View larger version (50K): [in this window] [in a new window]   FIGURE 3. MPO activity in liver and kidney. Altered MPO activity in liver (A), and kidney (B) in between PPT-A–/– and PPTA+/+ mice subjected to CLP-induced sepsis (n = 8 mice/group for each strain) were assessed. Mice were subjected to sham or CLP operation with 22-gauge needle for two punctures and sacrificed at designated time points. Data are mean ± SEM (compared by one-way ANOVA and Tukey test for multiple comparisons; p < 0.05). *, CLP vs sham; @, 5 h PPT-A+/+ CLP vs 5 h PPT-A–/– CLP; #, 10 h PPT-A+/+ CLP vs 10 h PPT-A–/– CLP; , 16 h PPT-A+/+ CLP vs 16 h PPT-A–/– CLP; &, 20 h PPT-A+/+ CLP vs 20 h PPT-A–/– CLP. PPTA+/+C (PPTA+/+ control without any operation), PPTA+/+ S (PPTA+/+ sham operated), PPTA+/+ CLP (PPTA+/+ CLP operated), PPT-A–/– C (PPT-A–/– control without any operation), PPT-A–/– S (PPT-A–/– sham operated) and PPT-A–/– CLP (PPT-A–/– CLP operated) mice.

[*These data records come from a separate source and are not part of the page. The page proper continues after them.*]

//! Small numeric helpers shared by the analyses

/// Arithmetic mean, `None` for an empty slice
pub fn mean(values: &[f64]) -> Option<f64> {
    if values.is_empty() {
        return None;
    }
    Some(values.iter().sum::<f64>() / values.len() as f64)
}

/// Population standard deviation, `None` for an empty slice
pub fn std_dev(values: &[f64]) -> Option<f64> {
    let m = mean(values)?;
    let variance = values.iter().map(|v| (v - m).powi(2)).sum::<f64>() / values.len() as f64;
    Some(variance.sqrt())
}

/// `f64::max` fold, `None` for an empty slice
pub fn max(values: &[f64]) -> Option<f64> {
    values.iter().copied().reduce(f64::max)
}

/// `f64::min` fold, `None` for an empty slice
pub fn min(values: &[f64]) -> Option<f64> {
    values.iter().copied().reduce(f64::min)
}
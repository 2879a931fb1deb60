use std::fmt;

use serde::Deserialize;
use serde::Serialize;
use uuid::Uuid;

macro_rules! uuid_newtype {
    ($name:ident) => {
        #[derive(Debug, Clone, Copy, PartialEq, Eq, Hash, PartialOrd, Ord, Serialize, Deserialize)]
        pub struct $name(pub Uuid);

        impl $name {
            pub fn new() -> Self {
                Self(Uuid::new_v4())
            }
        }

        impl Default for $name {
            fn default() -> Self {
                Self::new()
            }
        }

        impl fmt::Display for $name {
            fn fmt(&self, f: &mut fmt::Formatter<'_>) -> fmt::Result {
                write!(f, "{}", self.0)
            }
        }
    };
}

uuid_newtype!(MessageId);
uuid_newtype!(ExecutionId);
uuid_newtype!(SessionId);
uuid_newtype!(TodoId);
uuid_newtype!(StreamId);

#[cfg(test)]
mod tests {
    use super::*;

    #[test]
    fn ids_are_unique() {
        assert_ne!(MessageId::new(), MessageId::new());
    }
}
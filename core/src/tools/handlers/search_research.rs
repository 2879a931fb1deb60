use async_trait::async_trait;
use serde_json::Value as JsonValue;
use serde_json::json;
use writeflow_protocol::PermissionLevel;
use writeflow_protocol::RuntimeError;

use crate::tools::Tool;
use crate::tools::ToolContext;
use crate::tools::ToolEvent;
use crate::tools::ToolEventSender;
use crate::tools::invalid_input;

/// Naive substring search over a caller-supplied corpus of research
/// items. The corpus is passed in `input.items` rather than read from
/// session state directly, keeping the tool a pure function of its input
/// per spec §6 ("tools consume JSON-validated input objects").
pub struct SearchResearchTool;

#[async_trait]
impl Tool for SearchResearchTool {
    fn name(&self) -> &str {
        "search_research"
    }

    fn read_only(&self) -> bool {
        true
    }

    fn concurrency_safe(&self) -> bool {
        true
    }

    fn permission_level(&self) -> PermissionLevel {
        PermissionLevel::ReadOnly
    }

    fn validate(&self, input: &JsonValue) -> Result<(), RuntimeError> {
        input
            .get("query")
            .and_then(JsonValue::as_str)
            .filter(|s| !s.is_empty())
            .ok_or_else(|| invalid_input("search_research requires a non-empty string 'query'"))?;
        if !input.get("items").map(|v| v.is_array()).unwrap_or(true) {
            return Err(invalid_input("search_research 'items' must be an array when present"));
        }
        Ok(())
    }

    async fn call(&self, input: JsonValue, _ctx: &ToolContext, events: ToolEventSender) {
        let query = input["query"].as_str().unwrap_or_default().to_lowercase();
        let items = input.get("items").and_then(JsonValue::as_array).cloned().unwrap_or_default();

        let _ = events.send(ToolEvent::Progress {
            progress: Some(50),
            step: format!("scanning {} items", items.len()),
        });

        let matches: Vec<JsonValue> = items
            .into_iter()
            .filter(|item| {
                item.get("title")
                    .and_then(JsonValue::as_str)
                    .map(|t| t.to_lowercase().contains(&query))
                    .unwrap_or(false)
                    || item
                        .get("body")
                        .and_then(JsonValue::as_str)
                        .map(|b| b.to_lowercase().contains(&query))
                        .unwrap_or(false)
            })
            .collect();

        let _ = events.send(ToolEvent::Result(json!({ "matches": matches })));
    }
}
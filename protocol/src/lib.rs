//! Wire and in-process data types shared across the WriteFlow agent
//! runtime crates. Kept dependency-light (serde + chrono + uuid +
//! thiserror) so every other crate in the workspace can depend on it
//! without pulling in tokio or provider HTTP clients.

pub mod config;
pub mod context;
pub mod error;
pub mod event;
pub mod ids;
pub mod message;
pub mod mode;
pub mod execution;
pub mod reminder;
pub mod stream;
pub mod todo;
pub mod tool;

pub use config::Config;
pub use config::ModelProfile;
pub use config::ModelPointers;
pub use context::ArticleContext;
pub use context::CompressionEvent;
pub use context::Reference;
pub use context::ResearchItem;
pub use context::ToolUsage;
pub use error::ErrorKind;
pub use error::Result;
pub use error::RuntimeError;
pub use event::AgentResponse;
pub use event::AgentResponseKind;
pub use ids::ExecutionId;
pub use ids::MessageId;
pub use ids::SessionId;
pub use ids::StreamId;
pub use ids::TodoId;
pub use message::Message;
pub use message::MessageType;
pub use message::Priority;
pub use mode::Mode;
pub use execution::ExecutionMetrics;
pub use execution::ExecutionRecord;
pub use execution::ExecutionState;
pub use reminder::ReminderCategory;
pub use reminder::ReminderTrigger;
pub use reminder::SystemReminder;
pub use stream::StreamChunk;
pub use stream::Usage;
pub use todo::Todo;
pub use todo::TodoPriority;
pub use todo::TodoStatus;
pub use tool::GrantType;
pub use tool::PermissionDecision;
pub use tool::PermissionLevel;
pub use tool::PermissionPolicy;
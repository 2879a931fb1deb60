//! Context Compressor (spec §4.6): deterministic single-pass pruning of
//! an `ArticleContext` once its token count crosses a threshold.

pub mod scoring;

use std::time::Instant;

use chrono::Utc;
use writeflow_common::text::head_tail_summary;
use writeflow_common::text::key_sentences;
use writeflow_common::text::truncate_chars;
use writeflow_common::tokens::estimate_tokens;
use writeflow_common::tokens::estimate_tokens_json;
use writeflow_common::tokens::estimate_tokens_many;
use writeflow_protocol::ArticleContext;
use writeflow_protocol::CompressionEvent;

pub const DEFAULT_THRESHOLD: f64 = 0.92;
pub const DEFAULT_MAX_CONTEXT_TOKENS: f64 = 128_000.0;
pub const DEFAULT_PRESERVE_RATIO: f64 = 0.3;
pub const DEFAULT_MAX_RESEARCH_ITEMS: usize = 20;
pub const DEFAULT_MAX_DIALOGUE_HISTORY: usize = 50;
pub const DEFAULT_MAX_REFERENCE_ARTICLES: usize = 10;
pub const MAX_TOOL_USAGE_HISTORY: usize = 20;
const RESEARCH_SUMMARY_LEN: usize = 200;
const REFERENCE_BODY_LEN: usize = 500;
const REFERENCE_KEY_POINTS: usize = 5;
const RESEARCH_KEY_SENTENCES: usize = 3;

pub struct Compressor {
    pub threshold: f64,
    pub max_context_tokens: f64,
    pub preserve_ratio: f64,
    pub max_research_items: usize,
    pub max_dialogue_history: usize,
    pub max_reference_articles: usize,
}

impl Default for Compressor {
    fn default() -> Self {
        Self {
            threshold: DEFAULT_THRESHOLD,
            max_context_tokens: DEFAULT_MAX_CONTEXT_TOKENS,
            preserve_ratio: DEFAULT_PRESERVE_RATIO,
            max_research_items: DEFAULT_MAX_RESEARCH_ITEMS,
            max_dialogue_history: DEFAULT_MAX_DIALOGUE_HISTORY,
            max_reference_articles: DEFAULT_MAX_REFERENCE_ARTICLES,
        }
    }
}

impl Compressor {
    /// `tokens(context) ≥ threshold × maxContextTokens` (spec §4.6).
    pub fn should_compress(&self, ctx: &ArticleContext) -> bool {
        context_tokens(ctx) >= self.threshold * self.max_context_tokens
    }

    /// Runs the six-step pass in place and returns the resulting
    /// `CompressionEvent`. Core fields (current article, outline, goals,
    /// preferences) are never touched (invariant I4).
    pub fn compress(&self, ctx: &mut ArticleContext) -> CompressionEvent {
        let start = Instant::now();
        let original_tokens = context_tokens(ctx);
        let items_before =
            ctx.research_material.len() + ctx.dialogue_history.len() + ctx.reference_articles.len() + ctx.tool_usage_history.len();

        self.compress_research_material(&mut ctx.research_material);
        self.compress_dialogue_history(&mut ctx.dialogue_history);
        self.compress_reference_articles(&mut ctx.reference_articles);
        self.compress_tool_usage_history(&mut ctx.tool_usage_history);

        let items_after =
            ctx.research_material.len() + ctx.dialogue_history.len() + ctx.reference_articles.len() + ctx.tool_usage_history.len();

        let compressed_tokens = context_tokens(ctx);
        ctx.token_count = compressed_tokens;
        ctx.compression_level += 1;
        ctx.last_updated = Utc::now();

        CompressionEvent {
            original_tokens,
            compressed_tokens,
            ratio: if original_tokens > 0.0 { compressed_tokens / original_tokens } else { 1.0 },
            items_removed: (items_before - items_after) as u32,
            duration_ms: start.elapsed().as_millis() as u64,
        }
    }

    fn compress_research_material(&self, items: &mut Vec<writeflow_protocol::ResearchItem>) {
        let now = Utc::now();
        let max_reference_count = items.iter().map(|i| i.reference_count).max().unwrap_or(0);
        let max_body_len = items.iter().map(|i| i.body.chars().count()).max().unwrap_or(0);

        let keep = (items.len() as f64 * self.preserve_ratio).ceil() as usize;
        let keep = keep.min(self.max_research_items);

        let mut scored: Vec<(f64, usize)> = items
            .iter()
            .enumerate()
            .map(|(idx, item)| (scoring::research_item_score(item, now, max_reference_count, max_body_len), idx))
            .collect();
        scored.sort_by(|a, b| b.0.partial_cmp(&a.0).unwrap_or(std::cmp::Ordering::Equal));
        let keep_indices: std::collections::HashSet<usize> = scored.into_iter().take(keep).map(|(_, idx)| idx).collect();

        let mut idx = 0usize;
        items.retain(|_| {
            let keep = keep_indices.contains(&idx);
            idx += 1;
            keep
        });

        for item in items.iter_mut() {
            item.summary = Some(head_tail_summary(&item.body, RESEARCH_SUMMARY_LEN));
            item.key_sentences = key_sentences(&item.body, RESEARCH_KEY_SENTENCES);
        }
    }

    fn compress_dialogue_history(&self, messages: &mut Vec<writeflow_protocol::Message>) {
        let mut scored: Vec<(f64, writeflow_protocol::Message)> =
            messages.drain(..).map(|m| (scoring::dialogue_importance(&m), m)).collect();
        scored.sort_by(|a, b| {
            b.0.partial_cmp(&a.0)
                .unwrap_or(std::cmp::Ordering::Equal)
                .then_with(|| b.1.timestamp.cmp(&a.1.timestamp))
        });
        *messages = scored.into_iter().take(self.max_dialogue_history).map(|(_, m)| m).collect();
    }

    fn compress_reference_articles(&self, refs: &mut Vec<writeflow_protocol::Reference>) {
        refs.sort_by(|a, b| b.relevance_score.partial_cmp(&a.relevance_score).unwrap_or(std::cmp::Ordering::Equal));
        refs.truncate(self.max_reference_articles);
        for r in refs.iter_mut() {
            r.body = truncate_chars(&r.body, REFERENCE_BODY_LEN);
            r.key_points.truncate(REFERENCE_KEY_POINTS);
        }
    }

    fn compress_tool_usage_history(&self, usages: &mut Vec<writeflow_protocol::ToolUsage>) {
        usages.sort_by(|a, b| b.timestamp.cmp(&a.timestamp));
        usages.truncate(MAX_TOOL_USAGE_HISTORY);
        for u in usages.iter_mut() {
            u.detail = None;
        }
    }
}

/// Sums estimated tokens across the core fields and the four compressible
/// arrays (spec §4.6, "Token estimation … used everywhere tokens are
/// reported").
pub fn context_tokens(ctx: &ArticleContext) -> f64 {
    let core = [&ctx.current_article, &ctx.active_outline, &ctx.writing_goals, &ctx.user_preferences]
        .iter()
        .filter_map(|f| f.as_deref())
        .map(estimate_tokens)
        .sum::<f64>();

    let research: f64 = ctx.research_material.iter().map(|i| estimate_tokens(&i.body)).sum();
    let dialogue: f64 = ctx.dialogue_history.iter().map(|m| estimate_tokens_json(m.token_payload())).sum();
    let references: f64 = estimate_tokens_many(ctx.reference_articles.iter().map(|r| r.body.as_str()));
    let tools: f64 = ctx
        .tool_usage_history
        .iter()
        .map(|t| estimate_tokens(&t.summary) + t.detail.as_deref().map(estimate_tokens).unwrap_or(0.0))
        .sum();

    core + research + dialogue + references + tools
}
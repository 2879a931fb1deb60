//! Small dependency-free helpers shared by the runtime: token estimation,
//! text-shrinking, and running-average statistics. Kept separate from
//! `writeflow-protocol` so it can depend on nothing but `serde_json`.

pub mod stats;
pub mod text;
pub mod tokens;

pub use stats::Ewma;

The clinical pathology of acute lung injury includes increased microvascular permeability and edema with a marked influx of polymorphonuclear leukocytes (PMNs). CLP-induced sepsis is associated with lung injury in both PPT-A^–/– and the wild-type mice. Leakage of i.v. administered FITC-labeled albumin into the alveolar space, a measure of pulmonary microvascular permeability, is increased during sepsis in both PPT-A^+/+ and PPT-A^–/– mice compared with sham-operated and negative control mice. A significant reduction in pulmonary microvascular permeability in PPT-A^–/– mice was observed compared with the wild-type mice in all time points (Fig. 2B).

Histological examination of lung revealed significantly higher alveolar congestion, edema, cellular infiltrates, and widening of alveolar septa in PPT-A^+/+ mice than PPT-A^–/– mice as per the disease progression. Normal lung histoarchitecture was observed in control and sham-operated mice (Fig. 2, C–J).

PPT-A gene deletion protects against CLP-induced mortality

PPT-A gene deletion delayed the onset of lethality and was significantly protected against mortality following CLP surgery. As shown in Fig. 4, the overall mortality in the PPT-A^+/+ mice was significantly more rapid when compared with the survival curves between both strains of mice. The onset of lethality in mice occurred at 24 h after CLP by which time PPTA^+/+ mice had a significant 32% mortality than PPT-A^–/– mice in which it was only 4% and delayed until 36 h. The survival at 36 h in PPT-A^+/+ mice was 24% and in PPT-A^–/– 87% was observed, whereas at 48 h they were 0% vs 44% in PPT-A^+/+ vs PPT-A^–/– mice. Sham-operated mice were found normal and 100% survival was observed throughout the study.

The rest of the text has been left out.